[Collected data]
######

//! Route handlers. Each request runs exactly one render pass against the
//! caller's session.

use std::sync::Arc;

use axum::extract::{Multipart, State};
use axum::http::StatusCode;
use axum::response::Html;
use axum::{Form, Json};
use axum_extra::extract::cookie::{Cookie, CookieJar, SameSite};
use serde::Deserialize;
use uuid::Uuid;

use crate::error::ApiError;
use crate::page::render_page;
use crate::render::{render, Interaction};
use crate::session::UploadedFile;
use crate::state::AppState;
use crate::view::PageView;

pub const SESSION_COOKIE: &str = "rag_chat_session";

#[derive(Debug, Deserialize)]
pub struct ChatForm {
    #[serde(default)]
    pub message: String,
}

async fn run_pass(app: &AppState, jar: CookieJar, interaction: Interaction) -> (CookieJar, PageView) {
    let cookie_id = jar
        .get(SESSION_COOKIE)
        .and_then(|cookie| Uuid::parse_str(cookie.value()).ok());
    let (id, session) = app.sessions.get_or_create(cookie_id);

    let view = {
        let mut state = session.lock().await;
        render(&mut state, interaction, &app.services).await
    };

    // No expiry: the cookie lives as long as the browser session.
    let jar = if cookie_id == Some(id) {
        jar
    } else {
        jar.add(
            Cookie::build((SESSION_COOKIE, id.to_string()))
                .path("/")
                .http_only(true)
                .same_site(SameSite::Lax),
        )
    };

    (jar, view)
}

async fn page(app: &AppState, jar: CookieJar, interaction: Interaction) -> (CookieJar, Html<String>) {
    let (jar, view) = run_pass(app, jar, interaction).await;
    (jar, Html(render_page(&view)))
}

pub async fn index(State(app): State<AppState>, jar: CookieJar) -> (CookieJar, Html<String>) {
    page(&app, jar, Interaction::Refresh).await
}

pub async fn upload(
    State(app): State<AppState>,
    jar: CookieJar,
    mut multipart: Multipart,
) -> Result<(CookieJar, Html<String>), ApiError> {
    let mut selected = None;

    while let Some(field) = multipart.next_field().await? {
        if field.name() != Some("file") {
            continue;
        }
        let name = field.file_name().unwrap_or_default().to_string();
        let bytes = field.bytes().await?;
        // Browsers send an empty part when no file was picked.
        if name.is_empty() && bytes.is_empty() {
            continue;
        }
        selected = Some(UploadedFile::new(name, bytes));
    }

    let file = selected.ok_or_else(|| ApiError::BadRequest("no file was uploaded".to_string()))?;
    Ok(page(&app, jar, Interaction::SelectFile(file)).await)
}

pub async fn remove(State(app): State<AppState>, jar: CookieJar) -> (CookieJar, Html<String>) {
    page(&app, jar, Interaction::RemoveFile).await
}

pub async fn initialize(State(app): State<AppState>, jar: CookieJar) -> (CookieJar, Html<String>) {
    page(&app, jar, Interaction::Initialize).await
}

pub async fn chat(
    State(app): State<AppState>,
    jar: CookieJar,
    Form(form): Form<ChatForm>,
) -> (CookieJar, Html<String>) {
    page(&app, jar, Interaction::Submit(form.message)).await
}

pub async fn session(State(app): State<AppState>, jar: CookieJar) -> (CookieJar, Json<PageView>) {
    let (jar, view) = run_pass(&app, jar, Interaction::Refresh).await;
    (jar, Json(view))
}

pub async fn health() -> Json<serde_json::Value> {
    Json(serde_json::json!({ "status": "ok" }))
}

/// Every route while the server runs without a usable configuration.
pub async fn halted(State(message): State<Arc<str>>) -> (StatusCode, Html<String>) {
    (
        StatusCode::INTERNAL_SERVER_ERROR,
        Html(render_page(&PageView::halted(message.as_ref()))),
    )
}
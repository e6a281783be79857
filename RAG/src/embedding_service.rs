use crate::models::*;
use rayon::prelude::*;
use std::collections::{HashMap, HashSet};

const VOCABULARY_SIZE: usize = 1000;
const MIN_DIMENSIONS: usize = 100;

/// TF-IDF embedder fitted on one chunk corpus. Queries must be embedded with
/// the same instance that embedded the corpus.
#[derive(Debug, Clone, Default)]
pub struct EmbeddingService {
    vocabulary: HashMap<String, usize>,
    idf_scores: HashMap<String, f32>,
}

impl EmbeddingService {
    pub fn fit(chunks: &[DocumentChunk]) -> Self {
        let mut word_counts: HashMap<String, usize> = HashMap::new();
        let mut doc_frequencies: HashMap<String, usize> = HashMap::new();
        let total_chunks = chunks.len();

        for chunk in chunks {
            let words = tokenize(&chunk.content);
            let unique_words: HashSet<_> = words.iter().collect();

            for word in &words {
                *word_counts.entry(word.clone()).or_insert(0) += 1;
            }

            for word in unique_words {
                *doc_frequencies.entry(word.clone()).or_insert(0) += 1;
            }
        }

        // Smoothed so that terms present in every chunk keep a non-zero weight.
        let idf_scores: HashMap<String, f32> = doc_frequencies
            .iter()
            .map(|(word, df)| {
                let idf = (1.0 + total_chunks as f32 / *df as f32).ln();
                (word.clone(), idf)
            })
            .collect();

        // Ties broken alphabetically so the vocabulary is deterministic.
        let mut word_freq_pairs: Vec<_> = word_counts.into_iter().collect();
        word_freq_pairs.sort_by(|a, b| b.1.cmp(&a.1).then_with(|| a.0.cmp(&b.0)));
        let vocabulary: HashMap<String, usize> = word_freq_pairs
            .into_iter()
            .take(VOCABULARY_SIZE)
            .enumerate()
            .map(|(idx, (word, _))| (word, idx))
            .collect();

        log::info!(
            "Fitted TF-IDF vocabulary of {} terms over {} chunks",
            vocabulary.len(),
            total_chunks
        );

        Self { vocabulary, idf_scores }
    }

    pub fn dimensions(&self) -> usize {
        self.vocabulary.len().max(MIN_DIMENSIONS)
    }

    pub fn embed_chunks(&self, chunks: &mut [DocumentChunk]) {
        chunks.par_iter_mut().for_each(|chunk| {
            chunk.embedding = Some(self.embed(&chunk.content));
        });
    }

    pub fn embed(&self, text: &str) -> Vec<f32> {
        let mut embedding = vec![0.0; self.dimensions()];
        let words = tokenize(text);
        let word_counts = count_words(&words);
        let total_words = words.len() as f32;

        for (word, count) in word_counts {
            if let Some(&idx) = self.vocabulary.get(&word) {
                let tf = count as f32 / total_words;
                let idf = self.idf_scores.get(&word).copied().unwrap_or(1.0);
                embedding[idx] = tf * idf;
            }
        }

        let norm: f32 = embedding.iter().map(|x| x * x).sum::<f32>().sqrt();
        if norm > 0.0 {
            for value in embedding.iter_mut() {
                *value /= norm;
            }
        }

        embedding
    }
}

pub fn calculate_similarity(embedding1: &[f32], embedding2: &[f32]) -> f32 {
    let min_len = embedding1.len().min(embedding2.len());

    let dot_product: f32 = embedding1[..min_len]
        .iter()
        .zip(embedding2[..min_len].iter())
        .map(|(a, b)| a * b)
        .sum();

    let norm1: f32 = embedding1[..min_len].iter().map(|x| x * x).sum::<f32>().sqrt();
    let norm2: f32 = embedding2[..min_len].iter().map(|x| x * x).sum::<f32>().sqrt();

    if norm1 == 0.0 || norm2 == 0.0 {
        0.0
    } else {
        dot_product / (norm1 * norm2)
    }
}

fn tokenize(text: &str) -> Vec<String> {
    text.to_lowercase()
        .split_whitespace()
        .map(|word| word.chars().filter(|c| c.is_alphanumeric()).collect::<String>())
        .filter(|word| word.chars().count() > 2)
        .collect()
}

fn count_words(words: &[String]) -> HashMap<String, usize> {
    let mut counts = HashMap::new();
    for word in words {
        *counts.entry(word.clone()).or_insert(0) += 1;
    }
    counts
}
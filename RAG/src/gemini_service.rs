use crate::llm::LlmClient;
use crate::models::*;
use anyhow::Result;
use async_trait::async_trait;
use reqwest::Client;

pub const DEFAULT_GEMINI_MODEL: &str = "gemini-2.5-flash";
const GEMINI_BASE_URL: &str = "https://generativelanguage.googleapis.com/v1beta/models";

pub struct GeminiService {
    client: Client,
    api_key: String,
    model: String,
    base_url: String,
}

impl GeminiService {
    pub fn new(api_key: impl Into<String>, model: impl Into<String>) -> Self {
        Self {
            client: Client::new(),
            api_key: api_key.into(),
            model: model.into(),
            base_url: GEMINI_BASE_URL.to_string(),
        }
    }

    pub fn with_base_url(mut self, base_url: impl Into<String>) -> Self {
        self.base_url = base_url.into();
        self
    }

    /// System messages move into `system_instruction`; assistant turns use
    /// Gemini's `model` role.
    pub fn build_request(&self, messages: &[ChatMessage]) -> GeminiRequest {
        let system_text: Vec<&str> = messages
            .iter()
            .filter(|m| m.role == ChatRole::System)
            .map(|m| m.content.as_str())
            .collect();

        let system_instruction = if system_text.is_empty() {
            None
        } else {
            Some(GeminiContent {
                role: None,
                parts: vec![GeminiPart {
                    text: system_text.join("\n\n"),
                }],
            })
        };

        let contents = messages
            .iter()
            .filter(|m| m.role != ChatRole::System)
            .map(|m| GeminiContent {
                role: Some(if m.role == ChatRole::Assistant { "model" } else { "user" }.to_string()),
                parts: vec![GeminiPart {
                    text: m.content.clone(),
                }],
            })
            .collect();

        GeminiRequest {
            system_instruction,
            contents,
            generation_config: Some(GeminiGenerationConfig {
                temperature: 0.3,
                max_output_tokens: 1000,
            }),
        }
    }
}

#[async_trait]
impl LlmClient for GeminiService {
    async fn complete(&self, messages: &[ChatMessage]) -> Result<String> {
        let request = self.build_request(messages);

        let url = format!("{}/{}:generateContent", self.base_url, self.model);

        let response = self.client
            .post(&url)
            .query(&[("key", self.api_key.as_str())])
            .json(&request)
            .send()
            .await?;

        if !response.status().is_success() {
            let status = response.status();
            let error_text = response.text().await?;
            return Err(api_error(status, &error_text));
        }

        let gemini_response: GeminiResponse = response.json().await?;
        first_candidate_text(gemini_response)
    }

    fn model(&self) -> &str {
        &self.model
    }
}

fn api_error(status: reqwest::StatusCode, body: &str) -> anyhow::Error {
    anyhow::anyhow!("Gemini API error ({}): {}", status, body)
}

/// Blocked prompts come back as a 200 with no candidates.
fn first_candidate_text(response: GeminiResponse) -> Result<String> {
    response
        .candidates
        .into_iter()
        .next()
        .and_then(|candidate| candidate.content.parts.into_iter().next())
        .map(|part| part.text)
        .ok_or_else(|| anyhow::anyhow!("Gemini API returned no candidates"))
}
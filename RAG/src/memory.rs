use crate::models::*;
use anyhow::Result;
use std::fmt;
use std::sync::Arc;
use tiktoken_rs::CoreBPE;

pub const DEFAULT_TOKEN_LIMIT: usize = 3000;

/// Conversation history bounded by a token budget.
///
/// Every message is stored, but [`ChatMemoryBuffer::get`] only hands back
/// the most recent messages that fit in the budget. The returned window never
/// starts with an assistant turn.
#[derive(Clone)]
pub struct ChatMemoryBuffer {
    token_limit: usize,
    messages: Vec<ChatMessage>,
    tokenizer: Arc<CoreBPE>,
}

impl ChatMemoryBuffer {
    pub fn new(token_limit: usize) -> Result<Self> {
        Ok(Self {
            token_limit,
            messages: Vec::new(),
            tokenizer: Arc::new(tiktoken_rs::cl100k_base()?),
        })
    }

    pub fn token_limit(&self) -> usize {
        self.token_limit
    }

    pub fn count_tokens(&self, text: &str) -> usize {
        self.tokenizer.encode_with_special_tokens(text).len()
    }

    pub fn put(&mut self, message: ChatMessage) {
        self.messages.push(message);
    }

    pub fn all(&self) -> &[ChatMessage] {
        &self.messages
    }

    /// Recent history that fits next to `initial_tokens` already spent on the
    /// prompt.
    pub fn get(&self, initial_tokens: usize) -> Result<Vec<ChatMessage>> {
        if initial_tokens > self.token_limit {
            anyhow::bail!(
                "initial token count {} exceeds the memory token limit {}",
                initial_tokens,
                self.token_limit
            );
        }

        let mut budget = self.token_limit - initial_tokens;
        let mut start = self.messages.len();
        for (idx, message) in self.messages.iter().enumerate().rev() {
            let tokens = self.count_tokens(&message.content);
            if tokens > budget {
                break;
            }
            budget -= tokens;
            start = idx;
        }

        while start < self.messages.len() && self.messages[start].role == ChatRole::Assistant {
            start += 1;
        }

        Ok(self.messages[start..].to_vec())
    }
}

impl fmt::Debug for ChatMemoryBuffer {
    fn fmt(&self, f: &mut fmt::Formatter<'_>) -> fmt::Result {
        f.debug_struct("ChatMemoryBuffer")
            .field("token_limit", &self.token_limit)
            .field("messages", &self.messages.len())
            .finish()
    }
}
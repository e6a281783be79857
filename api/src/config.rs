//! Environment-driven configuration.
//!
//! Values are read through a lookup function so the binary can use the
//! process environment (after `dotenv`) and tests can pass a map.

use std::net::SocketAddr;
use std::str::FromStr;
use std::time::Duration;

use doc_rag::gemini_service::DEFAULT_GEMINI_MODEL;
use doc_rag::openai_service::DEFAULT_OPENAI_MODEL;

pub const DEFAULT_BIND_ADDR: &str = "0.0.0.0:3000";
pub const DEFAULT_MEMORY_TOKEN_LIMIT: usize = 3000;
pub const DEFAULT_SIMILARITY_TOP_K: usize = 2;
pub const DEFAULT_CHUNK_SIZE: usize = 500;
pub const DEFAULT_CHUNK_OVERLAP: usize = 50;
pub const DEFAULT_MAX_UPLOAD_BYTES: usize = 200 * 1024 * 1024;
pub const DEFAULT_SESSION_IDLE_SECS: u64 = 60 * 60;

#[derive(Debug, thiserror::Error, PartialEq, Eq)]
pub enum ConfigError {
    #[error("{0} not found in environment variables. Please set it in your .env file.")]
    MissingCredential(&'static str),
    #[error("unknown LLM_PROVIDER '{0}' (expected 'openai' or 'gemini')")]
    UnknownProvider(String),
    #[error("invalid value '{value}' for {key}: {reason}")]
    Invalid {
        key: &'static str,
        value: String,
        reason: String,
    },
}

#[derive(Debug, Clone, Copy, PartialEq, Eq)]
pub enum LlmProvider {
    OpenAi,
    Gemini,
}

impl LlmProvider {
    pub fn credential_key(self) -> &'static str {
        match self {
            LlmProvider::OpenAi => "OPENAI_API_KEY",
            LlmProvider::Gemini => "GEMINI_API_KEY",
        }
    }

    pub fn default_model(self) -> &'static str {
        match self {
            LlmProvider::OpenAi => DEFAULT_OPENAI_MODEL,
            LlmProvider::Gemini => DEFAULT_GEMINI_MODEL,
        }
    }
}

impl FromStr for LlmProvider {
    type Err = ConfigError;

    fn from_str(s: &str) -> Result<Self, Self::Err> {
        match s.trim().to_ascii_lowercase().as_str() {
            "openai" => Ok(LlmProvider::OpenAi),
            "gemini" => Ok(LlmProvider::Gemini),
            other => Err(ConfigError::UnknownProvider(other.to_string())),
        }
    }
}

#[derive(Clone, PartialEq, Eq)]
pub struct LlmConfig {
    pub provider: LlmProvider,
    pub api_key: String,
    pub model: String,
    pub base_url: Option<String>,
}

// Keeps the credential out of logs.
impl std::fmt::Debug for LlmConfig {
    fn fmt(&self, f: &mut std::fmt::Formatter<'_>) -> std::fmt::Result {
        f.debug_struct("LlmConfig")
            .field("provider", &self.provider)
            .field("api_key", &"<redacted>")
            .field("model", &self.model)
            .field("base_url", &self.base_url)
            .finish()
    }
}

#[derive(Debug, Clone, PartialEq, Eq)]
pub struct AppConfig {
    pub bind_addr: SocketAddr,
    pub llm: LlmConfig,
    pub memory_token_limit: usize,
    pub similarity_top_k: usize,
    pub chunk_size: usize,
    pub chunk_overlap: usize,
    pub max_upload_bytes: usize,
    pub session_idle_ttl: Duration,
}

impl AppConfig {
    pub fn from_lookup(lookup: &dyn Fn(&str) -> Option<String>) -> Result<Self, ConfigError> {
        let provider = match non_empty(lookup, "LLM_PROVIDER") {
            Some(value) => value.parse()?,
            None => LlmProvider::OpenAi,
        };

        let api_key = non_empty(lookup, provider.credential_key())
            .ok_or(ConfigError::MissingCredential(provider.credential_key()))?;

        let llm = LlmConfig {
            provider,
            api_key,
            model: non_empty(lookup, "LLM_MODEL").unwrap_or_else(|| provider.default_model().to_string()),
            base_url: non_empty(lookup, "OPENAI_BASE_URL"),
        };

        let chunk_size = parse_or(lookup, "CHUNK_SIZE", DEFAULT_CHUNK_SIZE)?;
        let chunk_overlap = parse_or(lookup, "CHUNK_OVERLAP", DEFAULT_CHUNK_OVERLAP)?;
        if chunk_size == 0 || chunk_overlap >= chunk_size {
            return Err(ConfigError::Invalid {
                key: "CHUNK_OVERLAP",
                value: chunk_overlap.to_string(),
                reason: format!("must be smaller than CHUNK_SIZE ({})", chunk_size),
            });
        }

        let similarity_top_k = parse_or(lookup, "SIMILARITY_TOP_K", DEFAULT_SIMILARITY_TOP_K)?;
        if similarity_top_k == 0 {
            return Err(ConfigError::Invalid {
                key: "SIMILARITY_TOP_K",
                value: "0".to_string(),
                reason: "must be at least 1".to_string(),
            });
        }

        Ok(Self {
            bind_addr: bind_addr(lookup)?,
            llm,
            memory_token_limit: parse_or(lookup, "MEMORY_TOKEN_LIMIT", DEFAULT_MEMORY_TOKEN_LIMIT)?,
            similarity_top_k,
            chunk_size,
            chunk_overlap,
            max_upload_bytes: parse_or(lookup, "MAX_UPLOAD_BYTES", DEFAULT_MAX_UPLOAD_BYTES)?,
            session_idle_ttl: Duration::from_secs(parse_or(
                lookup,
                "SESSION_IDLE_SECS",
                DEFAULT_SESSION_IDLE_SECS,
            )?),
        })
    }
}

/// The listen address is resolved on its own so the server can still come up
/// (and show the configuration error) when the rest of the config is invalid.
pub fn bind_addr(lookup: &dyn Fn(&str) -> Option<String>) -> Result<SocketAddr, ConfigError> {
    let value = non_empty(lookup, "BIND_ADDR").unwrap_or_else(|| DEFAULT_BIND_ADDR.to_string());
    value.parse().map_err(|e: std::net::AddrParseError| ConfigError::Invalid {
        key: "BIND_ADDR",
        value,
        reason: e.to_string(),
    })
}

fn non_empty(lookup: &dyn Fn(&str) -> Option<String>, key: &str) -> Option<String> {
    lookup(key)
        .map(|value| value.trim().to_string())
        .filter(|value| !value.is_empty())
}

fn parse_or<T>(lookup: &dyn Fn(&str) -> Option<String>, key: &'static str, default: T) -> Result<T, ConfigError>
where
    T: FromStr,
    T::Err: std::fmt::Display,
{
    match non_empty(lookup, key) {
        Some(value) => value.parse().map_err(|e: T::Err| ConfigError::Invalid {
            key,
            reason: e.to_string(),
            value,
        }),
        None => Ok(default),
    }
}
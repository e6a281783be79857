//! Error kinds surfaced by the render pass and the HTTP layer.
//!
//! `AppError` carries one variant per recoverable (or fatal) failure class of
//! the chat page. The render pass is the only place that turns them into
//! banners. `ApiError` covers malformed requests that never reach a pass.

use axum::http::StatusCode;
use axum::response::{IntoResponse, Response};
use axum::Json;
use serde::Serialize;

use crate::config::ConfigError;

#[derive(Debug, thiserror::Error)]
pub enum AppError {
    #[error(transparent)]
    Config(#[from] ConfigError),
    #[error("Error processing file: {0:#}")]
    Load(anyhow::Error),
    #[error("Failed to initialize chat engine: {0:#}")]
    Initialize(anyhow::Error),
    #[error("Error generating response: {0:#}")]
    Chat(anyhow::Error),
}

/// JSON error response body.
#[derive(Debug, Serialize)]
pub struct ErrorBody {
    pub error: String,
    pub message: String,
}

#[derive(Debug)]
pub enum ApiError {
    /// 400 - the form or multipart body is unusable.
    BadRequest(String),
}

impl IntoResponse for ApiError {
    fn into_response(self) -> Response {
        let (status, error_code, message) = match self {
            ApiError::BadRequest(msg) => (StatusCode::BAD_REQUEST, "bad_request", msg),
        };

        let body = ErrorBody {
            error: error_code.to_string(),
            message,
        };

        (status, Json(body)).into_response()
    }
}

impl From<axum::extract::multipart::MultipartError> for ApiError {
    fn from(err: axum::extract::multipart::MultipartError) -> Self {
        ApiError::BadRequest(format!("invalid upload: {}", err))
    }
}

######

**ABOUT THIS TASK**
Would you output, from the records above, exactly the run of lines that starts at the line containing "let min_len = embedding1.len().min(embedding2.len());" and ends at the line containing "let norm1: f32", and only that run?

**EXERCISE RESPONSE**
    let min_len = embedding1.len().min(embedding2.len());

    let dot_product: f32 = embedding1[..min_len]
        .iter()
        .zip(embedding2[..min_len].iter())
        .map(|(a, b)| a * b)
        .sum();

    let norm1: f32 = embedding1[..min_len].iter().map(|x| x * x).sum::<f32>().sqrt();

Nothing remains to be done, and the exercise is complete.